The fourth is inserting keywords without meaning. ATS and recruiters need not just the words "SEO," "CRM," "Agile," "analytics," but the context: what you did with them and what result you achieved. LinkedIn advises showing keywords in the context of duties and achievements.
The fifth is exaggerating. If you write "increased sales by 200%," be prepared to explain over what period, from what base, with what actions, and how it was measured. Work.ua specifically reminds that you should not lie or exaggerate your own skills, because the truth may come out.
Examples: how to rewrite weak formulations
Was: "Worked with clients."
Became: "Consulted B2B clients on service integration, processing up to 30 requests per day in CRM."
Was: "Managed social media."
Became: "Developed a content plan for Instagram and Facebook for 3 months, increasing posting frequency to 5 posts per week."
Was: "Did advertising."
Became: "Launched campaigns in Google Ads for three product categories and lowered average CPA after keyword optimization."
Was: "Participated in website development."
Became: "Developed responsive components for the pricing page on React, improving content update speed."
Was: "Coordinated the team."
Became: "Coordinated the work of a designer, copywriter, and developer during the landing page launch, ensuring release before the advertising campaign start."
Was: "Prepared reports."
Became: "Automated weekly performance reports in Looker Studio, reducing manual data preparation for the marketing team."
How to make sure experience leads to an interview
A resume does not have to tell everything. Its task is to provide enough evidence so that the recruiter wants to ask questions. A strong point on a resume should easily turn into a story at an interview.
If the resume says: "Optimized onboarding flow and increased activation rate by 14%," at the interview you should be able to explain:
what the problem was;
what data you saw;
what solution you proposed;
what exactly you did;
who was involved;
how you measured the result;
what you would improve next time.
The STAR method — Situation, Task, Action, Result — is often used for answering behavioral questions at an interview. Indeed explains that STAR helps to structure the answer through the situation, task, action, and result.
Therefore, a good strategy is: every strong bullet on the resume should be a short version of a future STAR story. If you cannot explain a point orally, it is better to rewrite it more honestly and specifically.

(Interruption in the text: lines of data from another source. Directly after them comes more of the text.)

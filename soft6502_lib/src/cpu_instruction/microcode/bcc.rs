use super::*;

/// # BCC - branch if carry clear
///
/// Branches cost 2 cycles, one more when taken and another one when the
/// target sits in a different page than the next instruction.
pub fn bcc(cpu: &mut CPU, cpu_instruction: &CPUInstruction) -> Result<LogLine> {
    let condition = !cpu.registers.c_flag_is_set();
    branch(cpu, cpu_instruction, condition)
}
use super::*;

pub fn dey(cpu: &mut CPU, cpu_instruction: &CPUInstruction) -> Result<LogLine> {
    let byte = cpu.registers.register_y.wrapping_sub(1);
    cpu.registers.register_y = load(&mut cpu.registers, byte);

    Ok(LogLine::new(
        cpu_instruction,
        format!(
            "[Y=0x{:02x}][S={}]",
            cpu.registers.register_y,
            cpu.registers.format_status()
        ),
    ))
}
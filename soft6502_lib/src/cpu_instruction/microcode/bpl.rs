use super::*;

pub fn bpl(cpu: &mut CPU, cpu_instruction: &CPUInstruction) -> Result<LogLine> {
    let condition = !cpu.registers.n_flag_is_set();
    branch(cpu, cpu_instruction, condition)
}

Final check of the "Work Experience" section
Before sending the resume, reread each point and ask yourself a few questions.
Is it clear what exactly I did?
Is it visible in what context this happened?
Is there a result, number, scale, or other evidence?
Does this point match the vacancy?
Are there words from the job description here?
Does it sound like a job description?
Will I be able to explain this point at an interview?
If a point does not show a result, relevance, or scale — it should be rewritten or removed.
Strong experience on a resume is not a long list of tasks. It is a short set of evidence that you have already done similar work, understand the context of the role, and can provide measurable value. Such formulations help to pass the first selection, be understood by ATS, and give the recruiter a reason to invite you to an interview.